### PROBLEM
In the records below, find each line that holds "send" and return it.

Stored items
────────────────────

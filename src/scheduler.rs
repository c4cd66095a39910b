//! Daily brief trigger.
//!
//! Sleeps until the configured local hour:minute, pushes the same summary as
//! `/today` to the allowed user, and repeats the next day. Failures are logged
//! and the next firing is the only retry.

use std::sync::Arc;

use chrono::{DateTime, Duration, Local, NaiveTime, TimeZone};
use tracing::{error, info};

use crate::config::Config;
use crate::db::today;
use crate::format::build_daily_brief;
use crate::store::TaskStore;
use crate::telegram::{Messenger, Outgoing};

/// Next occurrence of `hour:minute` strictly after `now`.
///
/// A wall-clock time skipped by a DST change fires an hour later instead.
pub fn next_fire<Tz: TimeZone>(now: &DateTime<Tz>, hour: u32, minute: u32) -> DateTime<Tz> {
    let slot = NaiveTime::from_hms_opt(hour, minute, 0).unwrap_or_default();
    let tz = now.timezone();
    let mut date = now.date_naive();
    loop {
        let naive = date.and_time(slot);
        let resolved = tz
            .from_local_datetime(&naive)
            .earliest()
            .or_else(|| tz.from_local_datetime(&(naive + Duration::hours(1))).earliest());
        if let Some(at) = resolved {
            if at > *now {
                return at;
            }
        }
        date = date.succ_opt().unwrap_or(date);
    }
}

/// Pushes the daily brief to the configured recipient.
pub struct DailyBrief {
    config: Arc<Config>,
    store: Arc<dyn TaskStore>,
    messenger: Arc<dyn Messenger>,
}

impl DailyBrief {
    pub fn new(config: Arc<Config>, store: Arc<dyn TaskStore>, messenger: Arc<dyn Messenger>) -> Self {
        Self { config, store, messenger }
    }

    /// Build and send one brief. No-op without a recipient.
    pub async fn fire(&self) {
        let Some(recipient) = self.config.allowed_user_id else {
            return;
        };
        let db = self.store.load().await;
        let brief = Outgoing::text(build_daily_brief(&db, today()));
        match self.messenger.send(recipient, &brief).await {
            Ok(()) => info!("daily brief sent"),
            Err(e) => error!(error = %e, "daily brief failed"),
        }
    }

    /// Fire once per day forever.
    pub async fn run(self) {
        if self.config.allowed_user_id.is_none() {
            info!("no allowed user configured, daily brief disabled");
        }
        loop {
            let now = Local::now();
            let at = next_fire(&now, self.config.brief_hour, self.config.brief_minute);
            let wait = (at.clone() - now).to_std().unwrap_or_default();
            info!(at = %at.format("%Y-%m-%d %H:%M"), "next daily brief scheduled");
            tokio::time::sleep(wait).await;
            self.fire().await;
        }
    }
}
use std::path::PathBuf;

use clap::Parser;

/// Telegram task bot backed by a JSON document on Google Drive.
/// Every option can also be supplied through the environment.
#[derive(Parser, Debug)]
#[command(name = "taskbot", version, about = "Personal task tracker over Telegram")]
pub struct Cli {
    /// Telegram bot token.
    #[arg(long, env = "BOT_TOKEN", hide_env_values = true)]
    pub bot_token: Option<String>,

    /// Only this Telegram user id may use the bot; also receives the daily brief.
    #[arg(long, env = "ALLOWED_USER_ID")]
    pub allowed_user_id: Option<String>,

    /// Drive folder holding the task document.
    #[arg(long, env = "DRIVE_FOLDER_ID")]
    pub folder_id: Option<String>,

    /// Hour (local time) of the daily brief.
    #[arg(long, env = "MORNING_HOUR", default_value_t = 8)]
    pub brief_hour: u32,

    /// Minute of the daily brief.
    #[arg(long, env = "MORNING_MIN", default_value_t = 0)]
    pub brief_minute: u32,

    /// Service-account key as inline JSON.
    #[arg(long, env = "GOOGLE_CREDS_JSON", hide_env_values = true)]
    pub google_creds_json: Option<String>,

    /// Service-account key file, used when no inline JSON is given.
    #[arg(long, env = "GOOGLE_CREDS_FILE")]
    pub google_creds_file: Option<PathBuf>,

    /// Name of the task document inside the folder.
    #[arg(long, env = "TASKS_FILE_NAME", default_value = "tasks.json")]
    pub file_name: String,

    /// Category given to tasks added from chat.
    #[arg(long, env = "DEFAULT_CATEGORY", default_value = "Inbox")]
    pub default_category: String,

    /// Telegram Bot API base URL.
    #[arg(long, env = "TELEGRAM_API_URL", default_value = "https://api.telegram.org")]
    pub telegram_api: String,

    /// Google APIs base URL.
    #[arg(long, env = "DRIVE_API_URL", default_value = "https://www.googleapis.com")]
    pub drive_api: String,

    /// Long-poll timeout for getUpdates, in seconds.
    #[arg(long, env = "POLL_TIMEOUT_SECS", default_value_t = 30)]
    pub poll_timeout: u64,

    /// Log level filter (trace, debug, info, warn, error).
    #[arg(long, env = "TASKBOT_LOG", default_value = "info")]
    pub log_level: String,
}
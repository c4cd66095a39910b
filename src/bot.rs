//! Long-polling loop that turns Telegram updates into handler calls.
//!
//! Updates from one batch are handled in arrival order, one at a time, so two
//! quick messages never load the same stale copy of the document.

use std::sync::Arc;
use std::time::Duration;

use tracing::{debug, info, warn};

use crate::cmd::{Command, Event, Handlers};
use crate::format::parse_done_callback;
use crate::telegram::{Messenger, TelegramClient, Update};

const MAX_BACKOFF_SECS: u64 = 60;

/// Where a handler's reply goes.
#[derive(Debug, Clone, PartialEq, Eq)]
pub enum ReplyTarget {
    /// New message in this chat.
    Chat(i64),
    /// Edit the message whose button was pressed, after acknowledging it.
    Callback { callback_id: String, chat_id: i64, message_id: i64 },
    /// Button press on a message we can no longer edit.
    CallbackDetached { callback_id: String, chat_id: i64 },
}

/// A routed update: who asked, what for, where to answer.
#[derive(Debug, Clone, PartialEq, Eq)]
pub struct Routed {
    pub caller: i64,
    pub event: Event,
    pub target: ReplyTarget,
}

/// Map an update to an event. Updates the bot does not handle give `None`.
pub fn route(update: &Update) -> Option<Routed> {
    if let Some(cb) = &update.callback_query {
        let id = parse_done_callback(cb.data.as_deref()?)?;
        let target = match &cb.message {
            Some(msg) => ReplyTarget::Callback {
                callback_id: cb.id.clone(),
                chat_id: msg.chat.id,
                message_id: msg.message_id,
            },
            None => ReplyTarget::CallbackDetached { callback_id: cb.id.clone(), chat_id: cb.from.id },
        };
        return Some(Routed { caller: cb.from.id, event: Event::Complete(id), target });
    }

    let msg = update.message.as_ref()?;
    let caller = msg.from.as_ref()?.id;
    let text = msg.text.as_deref()?.trim();
    if text.is_empty() {
        return None;
    }
    let event = if text.starts_with('/') {
        Event::Command(Command::parse(text)?)
    } else {
        Event::Text(text.to_string())
    };
    Some(Routed { caller, event, target: ReplyTarget::Chat(msg.chat.id) })
}

/// Run one update to completion. Failures are logged, never propagated.
pub async fn process_update(update: Update, handlers: &Handlers, messenger: &dyn Messenger) {
    let Some(routed) = route(&update) else {
        debug!(update_id = update.update_id, "ignoring update");
        return;
    };
    if !handlers.allows(routed.caller) {
        debug!(caller = routed.caller, "ignoring unauthorized caller");
        return;
    }

    if let ReplyTarget::Callback { callback_id, .. } | ReplyTarget::CallbackDetached { callback_id, .. } =
        &routed.target
    {
        if let Err(e) = messenger.answer_callback(callback_id).await {
            warn!(error = %e, "failed to acknowledge button press");
        }
    }

    let Some(reply) = handlers.dispatch(routed.caller, &routed.event).await else {
        return;
    };
    let sent = match &routed.target {
        ReplyTarget::Chat(chat_id) | ReplyTarget::CallbackDetached { chat_id, .. } => {
            messenger.send(*chat_id, &reply).await
        }
        ReplyTarget::Callback { chat_id, message_id, .. } => {
            messenger.edit(*chat_id, *message_id, &reply.text).await
        }
    };
    if let Err(e) = sent {
        warn!(error = %e, "failed to deliver reply");
    }
}

/// Handle a batch in order and return the offset that acknowledges it.
pub async fn process_batch(
    updates: Vec<Update>,
    offset: i64,
    handlers: &Handlers,
    messenger: &dyn Messenger,
) -> i64 {
    let mut offset = offset;
    for update in updates {
        offset = offset.max(update.update_id + 1);
        process_update(update, handlers, messenger).await;
    }
    offset
}

/// Poll forever.
pub async fn run(telegram: Arc<TelegramClient>, handlers: Arc<Handlers>, poll_timeout_secs: u64) {
    let mut offset = 0;
    let mut backoff_secs = 2u64;
    info!("polling for updates");
    loop {
        let updates = match telegram.get_updates(offset, poll_timeout_secs).await {
            Ok(updates) => {
                backoff_secs = 2;
                updates
            }
            Err(e) => {
                warn!(error = %e, "getUpdates failed; retrying in {backoff_secs}s");
                tokio::time::sleep(Duration::from_secs(backoff_secs)).await;
                backoff_secs = backoff_secs.saturating_mul(2).min(MAX_BACKOFF_SECS);
                continue;
            }
        };

        offset = process_batch(updates, offset, &handlers, telegram.as_ref()).await;
    }
}
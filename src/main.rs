//! # taskbot - personal task tracking over Telegram
//!
//! A single-user to-do assistant operated entirely from a chat. The task list
//! lives as one JSON array in a Google Drive folder; every interaction reads the
//! whole document, changes it if needed, and writes it back.
//!
//! ## Chat Interface
//!
//! - `/start` - help text and your Telegram id (for `ALLOWED_USER_ID`)
//! - `/tasks` - open tasks grouped by category, most urgent first
//! - `/today` - the daily brief: top 3 tasks plus anything overdue
//! - `/done` - buttons for the 10 most urgent open tasks; tap one to complete it
//! - `/stats` - counts by status, priority and category
//! - any other text - becomes a new task:
//!   - `Call the bank` - mid priority
//!   - `! Pay rent` - high priority
//!   - `~ Water plants` - low priority
//!   - `Renew passport | 2026-03-15` - with a deadline
//!
//! The daily brief is also pushed to the allowed user every day at
//! `MORNING_HOUR:MORNING_MIN` local time.
//!
//! ## Running
//!
//! ```bash
//! export BOT_TOKEN=123456:ABC...
//! export DRIVE_FOLDER_ID=1AbCdEf...
//! export GOOGLE_CREDS_JSON="$(cat service-account.json)"
//! export ALLOWED_USER_ID=987654321   # optional, but strongly recommended
//! taskbot
//! ```
//!
//! Share the Drive folder with the service account's `client_email` so it can
//! create and update the task document.

use std::sync::Arc;

use clap::Parser;

pub mod bot;
pub mod cli;
pub mod cmd;
pub mod config;
pub mod db;
pub mod drive;
pub mod error;
pub mod fields;
pub mod format;
pub mod scheduler;
pub mod store;
pub mod task;
pub mod telegram;

use cli::Cli;
use cmd::Handlers;
use config::Config;
use drive::DriveStore;
use scheduler::DailyBrief;
use store::TaskStore;
use telegram::TelegramClient;

#[tokio::main]
async fn main() {
    let cli = Cli::parse();

    let env_filter = tracing_subscriber::EnvFilter::try_from_default_env()
        .unwrap_or_else(|_| tracing_subscriber::EnvFilter::new(&cli.log_level));
    tracing_subscriber::fmt().with_env_filter(env_filter).init();

    let config = match Config::from_cli(&cli) {
        Ok(c) => Arc::new(c),
        Err(e) => {
            eprintln!("Error loading configuration: {e}");
            std::process::exit(1);
        }
    };

    let store: Arc<dyn TaskStore> = Arc::new(DriveStore::from_config(&config));
    let telegram = Arc::new(TelegramClient::new(&config.bot_token, &config.telegram_api));
    let handlers = Arc::new(Handlers::new(Arc::clone(&config), Arc::clone(&store)));

    let brief = DailyBrief::new(Arc::clone(&config), Arc::clone(&store), telegram.clone());
    tokio::spawn(brief.run());

    tracing::info!(
        folder = %config.folder_id,
        file = %config.file_name,
        restricted = config.allowed_user_id.is_some(),
        "taskbot running, daily brief at {:02}:{:02}",
        config.brief_hour,
        config.brief_minute
    );
    bot::run(telegram, handlers, config.poll_timeout_secs).await;
}
//! 协议常量定义

/// 棋盘边长（行数与列数）
pub const BOARD_SIZE: usize = 8;

/// 坐标最大值
pub const MAX_COORD: u8 = (BOARD_SIZE - 1) as u8;

/// 提示中保留的最近走法条数
pub const HISTORY_LIMIT: usize = 10;

/// 对局默认最大半回合数
pub const DEFAULT_MAX_PLIES: u32 = 200;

────────────────────

### YOUR SOLUTION
    /// Build and send one brief. No-op without a recipient.
        match self.messenger.send(recipient, &brief).await {
            messenger.send(*chat_id, &reply).await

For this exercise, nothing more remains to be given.